Community champions: my journey to happiness

Practice champions are recruited via GP practices to enable us to co-design local healthcare services.

It’s more than just a tick box exercise – we listen to the things that really matter to people, and to the practice champion.

To do this effectively, we mustn’t work in isolation but build relationships with local community groups, drawing from one another’s knowledge and experience.

CC4C works with Paddington Development Trust (PDT) to reach a wider audience. PDT recruits and trains local people as community champions, to improve health and wellbeing in Queen’s Park, Westbourne and Church Street in Westminster.

Their work is exemplary; there is no better way to explain the impact that they have, than to hear it from an incredible young woman who is now a community champion. 

My journey to happiness

My name is Rehana. I am a community champion from Mozart estate, in Queens Park.

Before I became a community champion I used to stay at home as I was depressed and sad. When I was eight my parents separated and I lived with my mother and siblings. I used to lock myself in the room because I felt like I was responsible for my parents being separated.

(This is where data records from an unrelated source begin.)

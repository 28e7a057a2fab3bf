// Copyright (c) Microsoft Corporation.
// Licensed under the MIT License.

// TODO: Re-implement these instead of just aliasing / add to rumqttc adapter

/// Quality of Service
pub type QoS = rumqttc::v5::mqttbytes::QoS;

/// PUBLISH packet
pub type Publish = rumqttc::v5::mqttbytes::v5::Publish;

/// Properties for a CONNECT packet
pub type ConnectProperties = rumqttc::v5::mqttbytes::v5::ConnectProperties;
/// Properties for a PUBLISH packet
pub type PublishProperties = rumqttc::v5::mqttbytes::v5::PublishProperties;
/// Properties for a SUBSCRIBE packet
pub type SubscribeProperties = rumqttc::v5::mqttbytes::v5::SubscribeProperties;
/// Properties for a UNSUBSCRIBE packet
pub type UnsubscribeProperties = rumqttc::v5::mqttbytes::v5::UnsubscribeProperties;

#[cfg(test)]
pub type PubAck = rumqttc::v5::mqttbytes::v5::PubAck;
// Copyright (c) Microsoft Corporation.
// Licensed under the MIT License.

//! The typed shape a device-description document parses into.

use std::collections::BTreeMap;

use serde::{Deserialize, Serialize};

/// `DeviceIdentity`: the package's identifying metadata.
#[derive(Debug, Clone, Default, PartialEq, Serialize, Deserialize)]
pub struct DeviceIdentity {
    /// `DeviceType`.
    pub device_type: String,
    /// `DeviceManufacturer`.
    pub manufacturer: String,
    /// `DeviceModel`.
    pub model: String,
    /// `DeviceSerialNumber`.
    pub serial: String,
    /// `DeviceVersion` (revision history, not the protocol version).
    pub version: String,
    /// `DeviceDescription` free-text summary.
    pub description: String,
}

/// An inclusive numeric range, parsed from a `"min-max"` attribute string.
#[derive(Debug, Clone, Copy, PartialEq, Serialize, Deserialize)]
pub struct Range {
    /// Inclusive lower bound.
    pub min: f64,
    /// Inclusive upper bound.
    pub max: f64,
}

/// One entry of `DeviceParameters`.
#[derive(Debug, Clone, Default, PartialEq, Serialize, Deserialize)]
pub struct DeviceParameter {
    /// Parameter name, used as its map key too.
    pub name: String,
    /// Declared datatype, as a free-form string (the document does not constrain this to C2's
    /// numeric tag set).
    pub r#type: String,
    /// Engineering units, if declared.
    pub units: Option<String>,
    /// Valid range, if declared.
    pub range: Option<Range>,
    /// Default value, as the document's raw string.
    pub default: Option<String>,
    /// Whether the device requires this parameter to be set before operating.
    pub mandatory: bool,
    /// Enumerated value aliases from a `ValueMap` child element. Additive over spec.md's
    /// named fields: the original driver carries this, and it costs nothing to keep.
    pub value_map: BTreeMap<String, String>,
}

/// One named setting inside a [`ConfigurationTemplate`].
#[derive(Debug, Clone, PartialEq, Serialize, Deserialize)]
pub struct TemplateSetting {
    /// Setting value, as the document's raw string.
    pub value: String,
    /// Engineering units, if declared.
    pub units: Option<String>,
}

/// One entry of `ConfigurationTemplates`.
#[derive(Debug, Clone, Default, PartialEq, Serialize, Deserialize)]
pub struct ConfigurationTemplate {
    /// Template name, used as its map key too.
    pub name: String,
    /// Free-text summary.
    pub description: String,
    /// The template's settings, keyed by parameter name.
    pub settings: BTreeMap<String, TemplateSetting>,
}

/// One formal parameter of a [`Command`] or [`Function`].
#[derive(Debug, Clone, PartialEq, Serialize, Deserialize)]
pub struct ParameterSpec {
    /// Parameter name.
    pub name: String,
    /// Declared datatype, as a free-form string.
    pub r#type: String,
    /// Default value, as the document's raw string.
    pub default: Option<String>,
    /// Engineering units, if declared (`DeviceFunctions` only).
    pub units: Option<String>,
    /// Whether the caller must supply this parameter (`DeviceCommands` only).
    pub required: bool,
}

/// One entry of `DeviceCommands`.
#[derive(Debug, Clone, Default, PartialEq, Serialize, Deserialize)]
pub struct Command {
    /// Command name, used as its map key too.
    pub name: String,
    /// Free-text summary.
    pub description: String,
    /// Formal parameters the command accepts.
    pub parameters: Vec<ParameterSpec>,
}

/// One entry of `DeviceFunctions`.
#[derive(Debug, Clone, Default, PartialEq, Serialize, Deserialize)]
pub struct Function {
    /// Function name, used as its map key too.
    pub name: String,
    /// Free-text summary.
    pub description: String,
    /// Formal parameters the function accepts.
    pub parameters: Vec<ParameterSpec>,
}

/// The fully parsed device-description document (spec.md §4.10).
#[derive(Debug, Clone, Default, PartialEq, Serialize, Deserialize)]
pub struct DeviceDescription {
    /// `DeviceIdentity`.
    pub identity: DeviceIdentity,
    /// `DeviceCapabilities/DeviceParameters`, keyed by parameter name.
    pub parameters: BTreeMap<String, DeviceParameter>,
    /// `DeviceConfiguration/ConfigurationTemplates`, keyed by template name.
    pub configuration_templates: BTreeMap<String, ConfigurationTemplate>,
    /// `DeviceCapabilities/DeviceCommands`, keyed by command name.
    pub commands: BTreeMap<String, Command>,
    /// `DeviceCapabilities/DeviceFunctions`, keyed by function name.
    pub functions: BTreeMap<String, Function>,
}

impl DeviceDescription {
    /// True iff `param_name` appears in any command's or function's parameter list. This
    /// governs the INTEGRATION broker's parameter-set validation (spec.md §4.10/§4.11): a
    /// parameter that only appears in `DeviceParameters` describes device state, not something
    /// an external tool may configure through a command.
    #[must_use]
    pub fn is_writable(&self, param_name: &str) -> bool {
        self.commands
            .values()
            .flat_map(|command| &command.parameters)
            .chain(self.functions.values().flat_map(|function| &function.parameters))
            .any(|param| param.name == param_name)
    }
}
// Copyright (c) Microsoft Corporation.
// Licensed under the MIT License.

//! Adapter layer for the rumqttc crate

use std::{
    fmt,
    fs::{self, File},
    io::BufReader,
    sync::Arc,
    time::Duration,
};

use async_trait::async_trait;
use bytes::Bytes;
use rumqttc::{
    self,
    tokio_rustls::rustls::{
        self,
        client::danger::{HandshakeSignatureValid, ServerCertVerified, ServerCertVerifier},
        pki_types::{CertificateDer, PrivateKeyDer, ServerName, UnixTime},
        ClientConfig, RootCertStore, SignatureScheme,
    },
    Transport,
};
use thiserror::Error;

use crate::connection_settings::BrokerConnectionSettings;
use crate::control_packet::{Publish, PublishProperties, QoS, SubscribeProperties, UnsubscribeProperties};
use crate::error::{AckError, ConnectionError, DisconnectError, PublishError, SubscribeError, UnsubscribeError};
use crate::interface::{CompletionToken, Event, MqttAck, MqttDisconnect, MqttEventLoop, MqttPubSub};

pub type ClientAlias = rumqttc::v5::AsyncClient;
pub type EventLoopAlias = rumqttc::v5::EventLoop;

#[async_trait]
impl MqttPubSub for rumqttc::v5::AsyncClient {
    // NOTE: Ideally we would just directly return the result of the rumqttc notice future in a
    // Box without the intermediate .wait_async() step, but the rumqttc NoticeFuture does not
    // itself implement Future.

    async fn publish(
        &self,
        topic: impl Into<String> + Send,
        qos: QoS,
        retain: bool,
        payload: impl Into<Bytes> + Send,
    ) -> Result<CompletionToken, PublishError> {
        let nf = self.publish(topic, qos, retain, payload).await?;
        Ok(CompletionToken(Box::new(nf.wait_async())))
    }

    async fn publish_with_properties(
        &self,
        topic: impl Into<String> + Send,
        qos: QoS,
        retain: bool,
        payload: impl Into<Bytes> + Send,
        properties: PublishProperties,
    ) -> Result<CompletionToken, PublishError> {
        let nf = self
            .publish_with_properties(topic, qos, retain, payload, properties)
            .await?;
        Ok(CompletionToken(Box::new(nf.wait_async())))
    }

    async fn subscribe(
        &self,
        topic: impl Into<String> + Send,
        qos: QoS,
    ) -> Result<CompletionToken, SubscribeError> {
        let nf = self.subscribe(topic, qos).await?;
        Ok(CompletionToken(Box::new(nf.wait_async())))
    }

    async fn subscribe_with_properties(
        &self,
        topic: impl Into<String> + Send,
        qos: QoS,
        properties: SubscribeProperties,
    ) -> Result<CompletionToken, SubscribeError> {
        let nf = self
            .subscribe_with_properties(topic, qos, properties)
            .await?;
        Ok(CompletionToken(Box::new(nf.wait_async())))
    }

    async fn unsubscribe(
        &self,
        topic: impl Into<String> + Send,
    ) -> Result<CompletionToken, UnsubscribeError> {
        let nf = self.unsubscribe(topic).await?;
        Ok(CompletionToken(Box::new(nf.wait_async())))
    }

    async fn unsubscribe_with_properties(
        &self,
        topic: impl Into<String> + Send,
        properties: UnsubscribeProperties,
    ) -> Result<CompletionToken, UnsubscribeError> {
        let nf = self.unsubscribe_with_properties(topic, properties).await?;
        Ok(CompletionToken(Box::new(nf.wait_async())))
    }
}

#[async_trait]
impl MqttAck for rumqttc::v5::AsyncClient {
    async fn ack(&self, publish: &Publish) -> Result<(), AckError> {
        Ok(self.ack(publish).await?)
    }
}

#[async_trait]
impl MqttDisconnect for rumqttc::v5::AsyncClient {
    async fn disconnect(&self) -> Result<(), DisconnectError> {
        Ok(self.disconnect().await?)
    }
}

#[async_trait]
impl MqttEventLoop for rumqttc::v5::EventLoop {
    async fn poll(&mut self) -> Result<Event, ConnectionError> {
        self.poll().await
    }

    fn set_clean_start(&mut self, clean_start: bool) {
        self.options.set_clean_start(clean_start);
    }
}

/// Build a rumqttc client/event loop pair from validated connection settings.
pub fn client(
    connection_settings: BrokerConnectionSettings,
    channel_capacity: usize,
) -> Result<(rumqttc::v5::AsyncClient, rumqttc::v5::EventLoop), ConnectionSettingsAdapterError> {
    // NOTE: channel capacity for AsyncClient must be less than usize::MAX - 1.
    let mqtt_options: rumqttc::v5::MqttOptions = connection_settings.try_into()?;
    Ok(rumqttc::v5::AsyncClient::new(mqtt_options, channel_capacity))
}

#[derive(Error, Debug)]
#[error("{msg}: {field}")]
pub struct ConnectionSettingsAdapterError {
    msg: String,
    field: ConnectionSettingsField,
    #[source]
    source: Option<Box<dyn std::error::Error>>,
}

#[derive(Debug)]
pub enum ConnectionSettingsField {
    SessionExpiry(Duration),
    PasswordFile(String),
    UseTls(bool),
}

impl fmt::Display for ConnectionSettingsField {
    fn fmt(&self, f: &mut fmt::Formatter<'_>) -> fmt::Result {
        match self {
            ConnectionSettingsField::SessionExpiry(v) => write!(f, "session expiry: {v:?}"),
            ConnectionSettingsField::PasswordFile(v) => write!(f, "password file: {v:?}"),
            ConnectionSettingsField::UseTls(v) => write!(f, "use tls: {v:?}"),
        }
    }
}

#[derive(Error, Debug)]
#[error("{msg}")]
pub struct TlsError {
    msg: String,
    source: Option<anyhow::Error>,
}

impl TlsError {
    pub fn new(msg: impl Into<String>) -> Self {
        TlsError {
            msg: msg.into(),
            source: None,
        }
    }
}

impl TryFrom<BrokerConnectionSettings> for rumqttc::v5::MqttOptions {
    type Error = ConnectionSettingsAdapterError;

    fn try_from(value: BrokerConnectionSettings) -> Result<Self, Self::Error> {
        let mut mqtt_options =
            rumqttc::v5::MqttOptions::new(value.client_id.clone(), value.hostname, value.tcp_port);
        mqtt_options.set_keep_alive(value.keep_alive);

        match value.session_expiry.as_secs().try_into() {
            Ok(se) => {
                // rumqttc panics on a session expiry below 5s
                if se < 5 {
                    return Err(ConnectionSettingsAdapterError {
                        msg: "session expiry must be at least 5 seconds".to_string(),
                        field: ConnectionSettingsField::SessionExpiry(value.session_expiry),
                        source: None,
                    });
                }
                mqtt_options.set_session_expiry_interval(Some(se));
            }
            Err(e) => {
                return Err(ConnectionSettingsAdapterError {
                    msg: "cannot convert session expiry to u32".to_string(),
                    field: ConnectionSettingsField::SessionExpiry(value.session_expiry),
                    source: Some(Box::new(e)),
                });
            }
        }

        mqtt_options.set_connection_timeout(value.connection_timeout.as_secs());
        mqtt_options.set_clean_start(value.clean_start);

        if let Some(username) = value.username {
            let password = if let Some(password_file) = value.password_file {
                match fs::read_to_string(&password_file) {
                    Ok(password) => password,
                    Err(e) => {
                        return Err(ConnectionSettingsAdapterError {
                            msg: "cannot read password file".to_string(),
                            field: ConnectionSettingsField::PasswordFile(password_file),
                            source: Some(Box::new(e)),
                        });
                    }
                }
            } else {
                value.password.unwrap_or_default()
            };
            mqtt_options.set_credentials(username, password);
        }

        if value.use_tls {
            let config = tls_config(
                value.insecure_skip_verify,
                value.ca_file,
                value.cert_file,
                value.key_file,
            )
            .map_err(|e| ConnectionSettingsAdapterError {
                msg: "tls config error".to_string(),
                field: ConnectionSettingsField::UseTls(true),
                source: Some(Box::new(TlsError {
                    msg: e.to_string(),
                    source: Some(e),
                })),
            })?;
            mqtt_options.set_transport(Transport::tls_with_config(
                rumqttc::TlsConfiguration::Rustls(Arc::new(config)),
            ));
        }

        Ok(mqtt_options)
    }
}

fn tls_config(
    insecure_skip_verify: bool,
    ca_file: Option<String>,
    cert_file: Option<String>,
    key_file: Option<String>,
) -> Result<ClientConfig, anyhow::Error> {
    let config_builder = if insecure_skip_verify {
        log::warn!("TLS server certificate verification is disabled; this must not be used in production");
        ClientConfig::builder()
            .dangerous()
            .with_custom_certificate_verifier(Arc::new(NoServerVerification))
    } else if let Some(ca_file) = ca_file {
        let mut root_cert_store = RootCertStore::empty();
        let fh = File::open(ca_file)?;
        let certs = rustls_pemfile::certs(&mut BufReader::new(fh)).collect::<Result<Vec<_>, _>>()?;
        root_cert_store.add_parsable_certificates(certs);
        ClientConfig::builder().with_root_certificates(root_cert_store)
    } else {
        let mut root_cert_store = RootCertStore::empty();
        let native_certs = rustls_native_certs::load_native_certs()?;
        for cert in native_certs {
            root_cert_store.add(cert)?;
        }
        ClientConfig::builder().with_root_certificates(root_cert_store)
    };

    let config = if let (Some(cert_file), Some(key_file)) = (cert_file, key_file) {
        let certs = {
            let fh = File::open(&cert_file)?;
            let certs = rustls_pemfile::certs(&mut BufReader::new(fh)).collect::<Result<Vec<_>, _>>()?;
            if certs.is_empty() {
                return Err(TlsError::new("no valid client cert in cert file chain").into());
            }
            certs
        };
        let key = {
            let fh = File::open(&key_file)?;
            let mut key_reader = BufReader::new(fh);
            match rustls_pemfile::private_key(&mut key_reader) {
                Ok(Some(key)) => key,
                Ok(None) => return Err(TlsError::new("no valid client key in key file").into()),
                Err(e) => return Err(e.into()),
            }
        };
        config_builder.with_client_auth_cert(certs, key)?
    } else {
        config_builder.with_no_client_auth()
    };

    Ok(config)
}

/// A certificate verifier that accepts any server certificate. Used only when
/// `insecure_skip_verify` is set, for connecting to testbed brokers with self-signed or
/// unvalidated certificates.
#[derive(Debug)]
struct NoServerVerification;

impl ServerCertVerifier for NoServerVerification {
    fn verify_server_cert(
        &self,
        _end_entity: &CertificateDer<'_>,
        _intermediates: &[CertificateDer<'_>],
        _server_name: &ServerName<'_>,
        _ocsp_response: &[u8],
        _now: UnixTime,
    ) -> Result<ServerCertVerified, rustls::Error> {
        Ok(ServerCertVerified::assertion())
    }

    fn verify_tls12_signature(
        &self,
        _message: &[u8],
        _cert: &CertificateDer<'_>,
        _dss: &rustls::DigitallySignedStruct,
    ) -> Result<HandshakeSignatureValid, rustls::Error> {
        Ok(HandshakeSignatureValid::assertion())
    }

    fn verify_tls13_signature(
        &self,
        _message: &[u8],
        _cert: &CertificateDer<'_>,
        _dss: &rustls::DigitallySignedStruct,
    ) -> Result<HandshakeSignatureValid, rustls::Error> {
        Ok(HandshakeSignatureValid::assertion())
    }

    fn supported_verify_schemes(&self) -> Vec<SignatureScheme> {
        vec![
            SignatureScheme::RSA_PKCS1_SHA256,
            SignatureScheme::RSA_PKCS1_SHA384,
            SignatureScheme::RSA_PKCS1_SHA512,
            SignatureScheme::ECDSA_NISTP256_SHA256,
            SignatureScheme::ECDSA_NISTP384_SHA384,
            SignatureScheme::ED25519,
            SignatureScheme::RSA_PSS_SHA256,
            SignatureScheme::RSA_PSS_SHA384,
            SignatureScheme::RSA_PSS_SHA512,
        ]
    }
}

#[cfg(test)]
mod tests {
    use super::ConnectionSettingsAdapterError;
    use crate::BrokerConnectionSettingsBuilder;

    #[test]
    fn connection_settings_without_tls() {
        let connection_settings = BrokerConnectionSettingsBuilder::default()
            .client_id("test_client_id".to_string())
            .hostname("test_host".to_string())
            .use_tls(false)
            .build()
            .unwrap();
        let mqtt_options_result: Result<rumqttc::v5::MqttOptions, ConnectionSettingsAdapterError> =
            connection_settings.try_into();
        assert!(mqtt_options_result.is_ok());
    }

    #[test]
    fn connection_settings_with_insecure_skip_verify() {
        let connection_settings = BrokerConnectionSettingsBuilder::default()
            .client_id("test_client_id".to_string())
            .hostname("test_host".to_string())
            .use_tls(true)
            .insecure_skip_verify(true)
            .build()
            .unwrap();
        let mqtt_options_result: Result<rumqttc::v5::MqttOptions, ConnectionSettingsAdapterError> =
            connection_settings.try_into();
        assert!(mqtt_options_result.is_ok());
    }

    #[test]
    fn session_expiry_below_five_seconds_is_rejected() {
        let connection_settings = BrokerConnectionSettingsBuilder::default()
            .client_id("test_client_id".to_string())
            .hostname("test_host".to_string())
            .use_tls(false)
            .session_expiry(std::time::Duration::from_secs(1))
            .build()
            .unwrap();
        let mqtt_options_result: Result<rumqttc::v5::MqttOptions, ConnectionSettingsAdapterError> =
            connection_settings.try_into();
        assert!(mqtt_options_result.is_err());
    }
}
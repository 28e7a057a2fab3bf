// Copyright (c) Microsoft Corporation.
// Licensed under the MIT License.

//! Errors raised loading a device-description document.

use thiserror::Error;

/// Error raised parsing a device-description document.
#[derive(Debug, Error)]
#[error(transparent)]
pub struct DescriptionError(#[from] DescriptionErrorKind);

/// Kinds of [`DescriptionError`].
#[derive(Debug, Error)]
pub enum DescriptionErrorKind {
    /// The document is not well-formed XML.
    #[error("malformed document: {0}")]
    Malformed(#[from] roxmltree::Error),
    /// A required element is missing, in both its namespaced and unnamespaced forms.
    #[error("missing required element: {0}")]
    MissingElement(&'static str),
}
// Copyright (c) Microsoft Corporation.
// Licensed under the MIT License.

//! Fan-out of incoming publishes to registered topic-filter receivers.

use std::collections::HashMap;
use std::string::FromUtf8Error;

use thiserror::Error;
use tokio::sync::mpsc::{channel, error::SendError, Receiver, Sender};

use crate::control_packet::Publish;
use crate::topic::{TopicFilter, TopicName, TopicParseError};

/// Errors dispatching an incoming publish to registered receivers.
// NOTE: These errors should almost never happen in valid MQTT scenarios.
#[derive(Error, Debug)]
pub enum DispatchError {
    /// The receiver's channel has been closed.
    #[error("receiver closed")]
    ClosedReceiver(#[from] SendError<Publish>),
    /// The publish carried a topic name that could not be parsed.
    #[error("could not get topic from publish: {0}")]
    InvalidPublish(#[from] InvalidPublish),
}

/// Reasons a publish's topic could not be interpreted.
#[derive(Error, Debug)]
pub enum InvalidPublish {
    /// Topic bytes were not valid UTF-8.
    #[error("invalid UTF-8")]
    TopicNameUtf8(#[from] FromUtf8Error),
    /// Topic did not conform to MQTT topic name grammar.
    #[error("invalid topic: {0}")]
    TopicNameFormat(#[from] TopicParseError),
}

/// Dispatches incoming publishes to receivers registered against topic filters, falling back
/// to an unfiltered receiver for anything that matches no registered filter.
pub struct IncomingPublishDispatcher {
    channel_capacity: usize,
    filtered_txs: HashMap<TopicFilter, Vec<Sender<Publish>>>,
    unfiltered_tx: Sender<Publish>,
}

impl IncomingPublishDispatcher {
    /// Create a new dispatcher along with its unfiltered receiver.
    pub fn new(capacity: usize) -> (Self, Receiver<Publish>) {
        let (tx, rx) = channel(capacity);
        (
            IncomingPublishDispatcher {
                channel_capacity: capacity,
                filtered_txs: HashMap::new(),
                unfiltered_tx: tx,
            },
            rx,
        )
    }

    /// Register a topic filter for dispatching.
    ///
    /// Returns a receiver that will receive incoming publishes matching the filter. Multiple
    /// receivers can be registered for the same filter.
    pub fn register_filter(&mut self, topic_filter: &TopicFilter) -> Receiver<Publish> {
        self.prune();
        let (tx, rx) = channel(self.channel_capacity);
        self.filtered_txs
            .entry(topic_filter.clone())
            .or_default()
            .push(tx);
        rx
    }

    /// Dispatch a publish to all registered filters that match its topic, falling back to the
    /// unfiltered receiver if nothing matched. Returns the number of receivers reached.
    pub async fn dispatch_publish(&mut self, publish: &Publish) -> Result<usize, DispatchError> {
        let mut dispatched = 0;
        let mut closed = vec![];

        let topic_name = extract_publish_topic_name(publish)?;

        let filtered = self
            .filtered_txs
            .iter()
            .filter(|(topic_filter, _)| topic_filter.matches_topic_name(&topic_name));
        for (topic_filter, senders) in filtered {
            for (pos, tx) in senders.iter().enumerate() {
                if tx.is_closed() {
                    closed.push((topic_filter.clone(), pos));
                    continue;
                }
                tx.send(publish.clone()).await?;
                dispatched += 1;
            }
        }

        if dispatched == 0 {
            self.unfiltered_tx.send(publish.clone()).await?;
            dispatched += 1;
        }

        for (topic_filter, pos) in closed.into_iter().rev() {
            if let Some(v) = self.filtered_txs.get_mut(&topic_filter) {
                v.remove(pos);
            }
        }
        self.prune();

        Ok(dispatched)
    }

    /// Remove topic filters with no remaining live receivers.
    fn prune(&mut self) {
        self.filtered_txs.retain(|_, v| !v.is_empty());
    }
}

fn extract_publish_topic_name(publish: &Publish) -> Result<TopicName, InvalidPublish> {
    let topic = String::from_utf8(publish.topic.to_vec())?;
    Ok(topic.parse::<TopicName>()?)
}

#[cfg(test)]
mod tests {
    use std::str::FromStr;

    use super::*;
    use crate::control_packet::QoS;

    fn publish(topic: &str) -> Publish {
        Publish::new(topic, QoS::AtMostOnce, Vec::<u8>::new(), None)
    }

    #[tokio::test]
    async fn dispatches_to_matching_filter() {
        let (mut dispatcher, mut unfiltered_rx) = IncomingPublishDispatcher::new(16);
        let filter = TopicFilter::from_str("IIoT/#").unwrap();
        let mut rx = dispatcher.register_filter(&filter);

        let count = dispatcher
            .dispatch_publish(&publish("IIoT/line1/temp"))
            .await
            .unwrap();
        assert_eq!(count, 1);
        assert!(rx.recv().await.is_some());
        assert!(unfiltered_rx.try_recv().is_err());
    }

    #[tokio::test]
    async fn falls_back_to_unfiltered_when_nothing_matches() {
        let (mut dispatcher, mut unfiltered_rx) = IncomingPublishDispatcher::new(16);
        let filter = TopicFilter::from_str("other/+").unwrap();
        let _rx = dispatcher.register_filter(&filter);

        let count = dispatcher
            .dispatch_publish(&publish("IIoT/line1/temp"))
            .await
            .unwrap();
        assert_eq!(count, 1);
        assert!(unfiltered_rx.recv().await.is_some());
    }
}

I became a champion because I was fed up with being at home. My mood was really low, I was binge-eating and I began to self-harm. Bit by bit I got worse, and felt like attempting suicide.

When I first became a community champion I was shy and quiet, my confidence was extremely low. On the first day I joined the team I was worried about making friends and talking to other people, but all of the champions made me feel welcome.

In my first few weeks of becoming a champion I made friends with April and Mo. They made me feel welcome and introduced me to other champions.

Soon I helped out at my first event, the Mozart street party. While we were there I went to speak Alfrena, a community champion, who made me feel confident enough to talk to all of the champions. After the street party our manager took us out for dinner to celebrate our success and to thank us for all our hard work. That was the first time that I’d been out to a restaurant in 13 years. I felt quite nervous and overwhelmed but had support from everyone and I enjoyed myself. We all had a laugh, it was the nicest day I’d had in a very long time.

While being a community champion I’ve done lots of training: on understanding health improvement, domestic violence, workshops with ‘take time to talk’, and even mental health first aid. All of this training has helped me a lot, it helped me to understand how I can get help for myself if I’m feeling stressed.

My family members suffer with diagnosed mental illness. So now not only am I able to support my own mental health, I’m also able to be a great support to my family.
My dad was diagnosed with dementia over a year ago; I had no understanding of dementia. Then my dad stopped recognising me I found it very emotionally painful. But as a community champion I went on dementia awareness training, and now I have a better relationship with my dad, which I’m really happy about. One of my goals is to help others with dementia.

In the spring we had a gardener to come and teach us how to plant seeds and as a team we made an edible garden in the Beethoven centre. This was the first time I’d ever done gardening and now I’m planting and experimenting with different plants in my garden at home. I find it relaxing and would recommend it to people who are stressed and having a hard time.

Since becoming a community champion I’ve noticed lots of changes within myself. Before this, whenever I needed something from the shop I’d always ask my mum or my sister to come with me, and if I needed something from behind the counter I would get my mum or my sister to ask the shopkeeper. Now I’m totally confident to go to the shop on my own and speak in public.

Being a champion has taught me what is healthy and unhealthy for me, and every day I’m trying to make small changes to make myself healthier.

I haven’t really celebrated my birthday in probably over 10 years. This year, to my surprise the community champions treated me to a birthday lunch, and then we went bowling. I had so much fun and for the first time I felt independent. I went out with my friends and didn’t feel shy and scared of what people might think of me.

Overall I have gained knowledge about services, but best of all I have gained a new family, through my team of community champions.